Os primos mais velhos continuavam a beber e contar vantagem, enquanto nós, de longe seguíamos colocando apelidos.

É hora de voltar,

o porta-malas repleto de frutas,

fatias de pão e queijo enroladas em um pano de prato para o lanche.

Entrava de vagar no carro, e quando batia a porta meu pai manobrava o carro e sempre buzinava como sinal de adeus.

Eu ficava de joelhos no banco de trás pelos primeiros quilômetros,

olhando cada detalhe que pudesse captar,

como se de alguma forma fazendo isso, a sensação de tristeza e saudade que apertava meu peito pudesse ir embora.

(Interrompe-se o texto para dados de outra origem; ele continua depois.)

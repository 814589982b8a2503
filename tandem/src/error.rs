//! Errors surfaced when a queue is created.
//!
//! Creation is the only fallible step: once a queue exists, `push` spins
//! instead of failing and `pop` on an empty queue is a no-op.

use std::alloc::LayoutError;

use thiserror::Error;

/// Result alias for queue construction.
pub type Result<T> = std::result::Result<T, QueueError>;

/// Reasons a queue could not be created.
#[derive(Debug, Clone, PartialEq, Eq, Error)]
pub enum QueueError {
    /// The global allocator returned null.
    #[error("allocation of {size} bytes (align {align}) failed")]
    AllocFailed {
        /// Requested block size in bytes.
        size: usize,
        /// Requested block alignment in bytes.
        align: usize,
    },
    /// The header + slot layout does not fit in `isize::MAX` bytes.
    #[error("invalid storage layout: {0}")]
    Layout(#[from] LayoutError),
    /// `requested + 1` overflows `usize`.
    #[error("requested capacity {requested} is too large")]
    CapacityOverflow {
        /// Usable capacity asked for by the caller.
        requested: usize,
    },
    /// A fixed-size placement cannot hold the requested number of slots.
    #[error("{requested} slots requested but the fixed ring holds {fixed}")]
    ExceedsFixed {
        /// Internal slot count derived from the request.
        requested: usize,
        /// Compile-time slot count of the placement.
        fixed: usize,
    },
}
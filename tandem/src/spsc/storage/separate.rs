//! Header and slots in two independent allocations.

use std::alloc::Layout;
use std::fmt;
use std::marker::PhantomData;

use super::{Header, RawBlock, Storage};
use crate::error::Result;
use crate::spsc::cursors::{AtomicCursors, Cursors};

/// Two-allocation placement: the header block and the slot array are
/// allocated separately and may land far apart in memory.
pub struct Separate<T, C: Cursors = AtomicCursors> {
    header: RawBlock,
    slots: RawBlock,
    capacity: usize,
    _marker: PhantomData<(T, C)>,
}

// SAFETY:
// - header is allocated with Layout::new::<Header<C>>() and initialised
//   before allocate returns, so header() always points at a live Header.
// - slots is an array layout of `capacity` elements of T, so every index
//   below capacity yields a distinct, aligned, in-bounds pointer.
// - Drop only destroys the header; slot contents are never touched.
unsafe impl<T, C: Cursors> Storage<T> for Separate<T, C> {
    type Cursors = C;

    const NAME: &'static str = "separate";

    fn allocate(capacity: usize) -> Result<Self> {
        let slots = RawBlock::allocate(Layout::array::<T>(capacity)?)?;
        // If this fails, `slots` is released on return.
        let header = RawBlock::allocate(Layout::new::<Header<C>>())?;

        // SAFETY: header is a fresh block sized and aligned for Header<C>.
        unsafe { header.as_ptr::<Header<C>>().write(Header::new(capacity)) };

        Ok(Self {
            header,
            slots,
            capacity,
            _marker: PhantomData,
        })
    }

    #[inline(always)]
    fn header(&self) -> &Header<C> {
        // SAFETY: initialised in allocate, destroyed only in drop.
        unsafe { &*self.header.as_ptr::<Header<C>>() }
    }

    #[inline(always)]
    fn slot(&self, index: usize) -> *mut T {
        debug_assert!(index < self.capacity);
        // SAFETY: index < capacity keeps the offset inside the slot array.
        unsafe { self.slots.as_ptr::<T>().add(index) }
    }

    fn footprint(&self) -> usize {
        self.header.layout().size() + self.slots.layout().size()
    }
}

impl<T, C: Cursors> Drop for Separate<T, C> {
    fn drop(&mut self) {
        // SAFETY: the header was written in allocate and is dropped exactly
        // once here; both blocks are freed afterwards by RawBlock.
        unsafe { std::ptr::drop_in_place(self.header.as_ptr::<Header<C>>()) };
    }
}

impl<T, C: Cursors + fmt::Debug> fmt::Debug for Separate<T, C> {
    fn fmt(&self, f: &mut fmt::Formatter<'_>) -> fmt::Result {
        f.debug_struct("Separate")
            .field("header", self.header())
            .field("slots", &self.slots.as_ptr::<T>())
            .finish()
    }
}
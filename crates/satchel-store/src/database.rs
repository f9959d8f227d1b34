use rusqlite::Connection;
use tracing::info;

use crate::error::{fatal, StoreError};
use crate::schema;

/// Owning guard around the SQLite connection.
///
/// One connection per store instance, for the instance's whole lifetime.
/// The handle is never shared or cloned, and there is no lock around it:
/// callers serialize access. Dropping the guard closes the connection
/// exactly once, and a close failure is unrecoverable.
pub(crate) struct Database {
    conn: Option<Connection>,
}

impl Database {
    /// Open a fresh, unnamed in-memory database and create the `kv` table.
    ///
    /// The table exists before this returns, so any statement compiled
    /// against the connection sees the final schema.
    pub(crate) fn open_ephemeral() -> Result<Self, StoreError> {
        let conn = Connection::open_in_memory()?;
        conn.execute_batch(schema::CREATE_TABLE)?;

        info!("ephemeral database opened");

        Ok(Self { conn: Some(conn) })
    }

    /// Borrow the live connection.
    pub(crate) fn conn(&self) -> &Connection {
        match &self.conn {
            Some(conn) => conn,
            // Only `drop` takes the connection, and nothing borrows after it.
            None => unreachable!("connection already closed"),
        }
    }
}

impl Drop for Database {
    fn drop(&mut self) {
        if let Some(conn) = self.conn.take() {
            // close() flushes the prepared statement cache first, so the
            // insert statement is finalized before the handle goes away.
            if let Err((_conn, err)) = conn.close() {
                fatal("close", &StoreError::from(err));
            }
        }
    }
}

#[cfg(test)]
mod tests {
    use super::*;

    #[test]
    fn open_creates_kv_table() {
        let db = Database::open_ephemeral().unwrap();
        let count: i64 = db
            .conn()
            .query_row(
                "SELECT COUNT(*) FROM sqlite_master WHERE type = 'table' AND name = 'kv'",
                [],
                |row| row.get(0),
            )
            .unwrap();
        assert_eq!(count, 1);
    }

    #[test]
    fn kv_table_has_two_columns() {
        let db = Database::open_ephemeral().unwrap();
        let mut stmt = db.conn().prepare("PRAGMA table_info(kv)").unwrap();
        let columns: Vec<String> = stmt
            .query_map([], |row| row.get(1))
            .unwrap()
            .collect::<Result<_, _>>()
            .unwrap();
        assert_eq!(columns, ["key", "value"]);
    }

    #[test]
    fn instances_are_isolated() {
        let a = Database::open_ephemeral().unwrap();
        let b = Database::open_ephemeral().unwrap();

        a.conn()
            .execute("INSERT INTO kv(key, value) VALUES('k', 'v')", [])
            .unwrap();

        let count: i64 = b
            .conn()
            .query_row("SELECT COUNT(*) FROM kv", [], |row| row.get(0))
            .unwrap();
        assert_eq!(count, 0);
    }

    #[test]
    fn drop_closes_cleanly() {
        let db = Database::open_ephemeral().unwrap();
        // A close failure would panic here.
        drop(db);
    }

    #[test]
    fn drop_finalizes_cached_statements_before_close() {
        let db = Database::open_ephemeral().unwrap();
        {
            let mut stmt = db.conn().prepare_cached(schema::INSERT).unwrap();
            stmt.raw_bind_parameter(1, "k").unwrap();
            stmt.raw_bind_parameter(2, "v").unwrap();
            stmt.raw_execute().unwrap();
        }
        // The compiled statement is still in the cache; close must flush it
        // before tearing down the connection.
        drop(db);
    }
}
/// SQL for the key-value table and its insert statement.
/// The table is untyped on purpose: both columns hold whatever text the
/// caller provides, with no primary key, so duplicate keys append rows.
pub(crate) const CREATE_TABLE: &str = "CREATE TABLE kv(key, value)";

pub(crate) const INSERT: &str = "INSERT INTO kv(key, value) VALUES(?1, ?2)";
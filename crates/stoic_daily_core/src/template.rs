//! Template engine for day notes.
//!
//! Templates use flat `%TOKEN%` placeholders. [`expand`] scans the template
//! and hands every token name to a resolver; [`CommandRegistry`] maps token
//! names to resolver functions, so new tokens are added by registration.
//!
//! Unknown tokens expand to nothing (with a warning in the log). A `%` that is
//! never closed is a [`TemplateError::Unterminated`] error.

use indexmap::IndexMap;
use thiserror::Error;

use crate::compose;
use crate::date::DateKey;
use crate::error::Result;
use crate::library::Library;
use crate::random::RandomSelector;

/// Built-in template for day notes, used when no template file exists
pub const DEFAULT_DAY_TEMPLATE: &str = "%META%
%MONTH_LINK%

%QUOTE%

---
%PRACTICE%
";

/// Template parse failures.
#[derive(Debug, Clone, PartialEq, Eq, Error)]
pub enum TemplateError {
    /// A `%` opened a token that no later `%` closes.
    #[error("Unterminated template token '%{token}' starting at byte {offset}")]
    Unterminated {
        /// Byte offset of the opening `%`
        offset: usize,
        /// Everything captured after the opening `%`
        token: String,
    },
}

/// Expand every `%TOKEN%` in `template` through `resolve`.
///
/// `resolve` returns `Ok(None)` for a token it does not know; that span is
/// replaced by the empty string. Resolver errors abort the expansion.
pub fn expand<F>(template: &str, mut resolve: F) -> Result<String>
where
    F: FnMut(&str) -> Result<Option<String>>,
{
    let mut out = String::with_capacity(template.len());
    let mut rest = template;
    let mut consumed = 0;

    while let Some(open) = rest.find('%') {
        out.push_str(&rest[..open]);

        let after = &rest[open + 1..];
        let Some(close) = after.find('%') else {
            return Err(TemplateError::Unterminated {
                offset: consumed + open,
                token: after.to_string(),
            }
            .into());
        };

        let token = &after[..close];
        match resolve(token)? {
            Some(text) => out.push_str(&text),
            None => log::warn!("Unknown template token '%{}%', substituting nothing", token),
        }

        let advance = open + close + 2;
        consumed += advance;
        rest = &rest[advance..];
    }

    out.push_str(rest);
    Ok(out)
}

/// Token names in order of appearance, without resolving anything.
pub fn scan_tokens(template: &str) -> std::result::Result<Vec<&str>, TemplateError> {
    let mut tokens = Vec::new();
    let mut rest = template;
    let mut consumed = 0;

    while let Some(open) = rest.find('%') {
        let after = &rest[open + 1..];
        let Some(close) = after.find('%') else {
            return Err(TemplateError::Unterminated {
                offset: consumed + open,
                token: after.to_string(),
            });
        };
        tokens.push(&after[..close]);
        let advance = open + close + 2;
        consumed += advance;
        rest = &rest[advance..];
    }

    Ok(tokens)
}

/// What a resolver may draw on.
#[derive(Clone, Copy)]
pub struct TokenContext<'a> {
    /// The day being rendered
    pub key: DateKey,
    /// Quotes and practices
    pub library: &'a Library,
    /// Entropy for random picks
    pub selector: &'a RandomSelector,
}

/// A function producing the text for one token.
pub type Resolver = Box<dyn Fn(&TokenContext<'_>) -> Result<String> + Send + Sync>;

struct Command {
    description: String,
    resolver: Resolver,
}

/// Token name -> resolver mapping.
#[derive(Default)]
pub struct CommandRegistry {
    commands: IndexMap<String, Command>,
}

impl CommandRegistry {
    /// Empty registry: every token is unknown.
    pub fn new() -> Self {
        Self::default()
    }

    /// Registry with `META`, `MONTH_LINK`, `QUOTE` and `PRACTICE`.
    pub fn builtin() -> Self {
        let mut registry = Self::new();

        registry.register("META", "Front-matter block (tags: daily)", |_| {
            Ok(compose::front_matter())
        });
        registry.register(
            "MONTH_LINK",
            "Back-link to the month note, e.g. Month: [[March2024]]",
            |ctx| Ok(compose::month_link(&ctx.key)),
        );
        registry.register("QUOTE", "Heading, a random quote and its author", |ctx| {
            let quote = ctx.library.random_quote(ctx.selector)?;
            let mut lines = vec![compose::QUOTE_HEADING.to_string()];
            lines.extend(compose::quote_lines(quote));
            Ok(lines.join("\n"))
        });
        registry.register("PRACTICE", "Heading and a random practice", |ctx| {
            let practice = ctx.library.random_practice(ctx.selector)?;
            Ok(compose::practice_lines(practice).join("\n"))
        });

        registry
    }

    /// Add a token, replacing any previous resolver with the same name.
    pub fn register<F>(
        &mut self,
        name: impl Into<String>,
        description: impl Into<String>,
        resolver: F,
    ) -> &mut Self
    where
        F: Fn(&TokenContext<'_>) -> Result<String> + Send + Sync + 'static,
    {
        self.commands.insert(
            name.into(),
            Command {
                description: description.into(),
                resolver: Box::new(resolver),
            },
        );
        self
    }

    /// Whether `name` is registered.
    pub fn contains(&self, name: &str) -> bool {
        self.commands.contains_key(name)
    }

    /// Registered tokens with descriptions, in registration order.
    pub fn tokens(&self) -> impl Iterator<Item = (&str, &str)> {
        self.commands
            .iter()
            .map(|(name, cmd)| (name.as_str(), cmd.description.as_str()))
    }

    /// Resolve one token; `Ok(None)` when it is not registered.
    pub fn resolve(&self, token: &str, ctx: &TokenContext<'_>) -> Result<Option<String>> {
        match self.commands.get(token) {
            Some(cmd) => (cmd.resolver)(ctx).map(Some),
            None => Ok(None),
        }
    }

    /// Expand `template` against this registry.
    pub fn render(&self, template: &str, ctx: &TokenContext<'_>) -> Result<String> {
        expand(template, |token| self.resolve(token, ctx))
    }

    /// Tokens in `template` that this registry does not know, deduplicated.
    pub fn unknown_tokens(&self, template: &str) -> Result<Vec<String>> {
        let mut unknown: Vec<String> = Vec::new();
        for token in scan_tokens(template)? {
            if !self.contains(token) && !unknown.iter().any(|t| t == token) {
                unknown.push(token.to_string());
            }
        }
        Ok(unknown)
    }
}

impl std::fmt::Debug for CommandRegistry {
    fn fmt(&self, f: &mut std::fmt::Formatter<'_>) -> std::fmt::Result {
        f.debug_struct("CommandRegistry")
            .field("tokens", &self.commands.keys().collect::<Vec<_>>())
            .finish()
    }
}
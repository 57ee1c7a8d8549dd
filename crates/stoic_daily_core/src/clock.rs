//! Injectable source of "today".
//!
//! Every materialization pass asks the clock again, so a watch loop left
//! running across midnight picks up the new day.

use std::sync::Mutex;

use chrono::{Days, Local, NaiveDate};

/// Something that knows the current local calendar date.
pub trait Clock: Send + Sync {
    /// Today's date in the local timezone.
    fn today(&self) -> NaiveDate;
}

/// Wall-clock time in the local timezone.
#[derive(Clone, Copy, Debug, Default)]
pub struct SystemClock;

impl Clock for SystemClock {
    fn today(&self) -> NaiveDate {
        Local::now().date_naive()
    }
}

/// Always returns the same date. Used for back-filling a past day.
#[derive(Clone, Copy, Debug)]
pub struct FixedClock(pub NaiveDate);

impl Clock for FixedClock {
    fn today(&self) -> NaiveDate {
        self.0
    }
}

/// A clock that only moves when told to.
#[derive(Debug)]
pub struct ManualClock {
    date: Mutex<NaiveDate>,
}

impl ManualClock {
    /// Start the clock at `date`.
    pub fn new(date: NaiveDate) -> Self {
        Self {
            date: Mutex::new(date),
        }
    }

    /// Move forward by `days`. Saturates at the end of chrono's range.
    pub fn advance_days(&self, days: u64) {
        let mut date = self.date.lock().unwrap_or_else(|e| e.into_inner());
        if let Some(next) = date.checked_add_days(Days::new(days)) {
            *date = next;
        }
    }
}

impl Clock for ManualClock {
    fn today(&self) -> NaiveDate {
        *self.date.lock().unwrap_or_else(|e| e.into_inner())
    }
}

impl<C: Clock + ?Sized> Clock for std::sync::Arc<C> {
    fn today(&self) -> NaiveDate {
        (**self).today()
    }
}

Por vezes exausto, dormia a maioria do caminho, e acordava na primeira lombada que meu pai sempre saltava na chegada da cidade.

Hoje vago solitário pelas lembranças marcantes que aquele tempo deixou em mim.

Tento lembrar cada detalhe dos dias de mato que faziam aquele menino envergonhado, introspectivo se sentir o dono do mundo por algumas horas.

E quando outrora um caminhão

carregado de porcos passa e todos tampam o nariz,

eu respiro bem fundo e tento lembrar dos planos que fazia para mudar o destino daqueles pequenos leitões,

quem sabe assim possa achar planos para mudar o meu.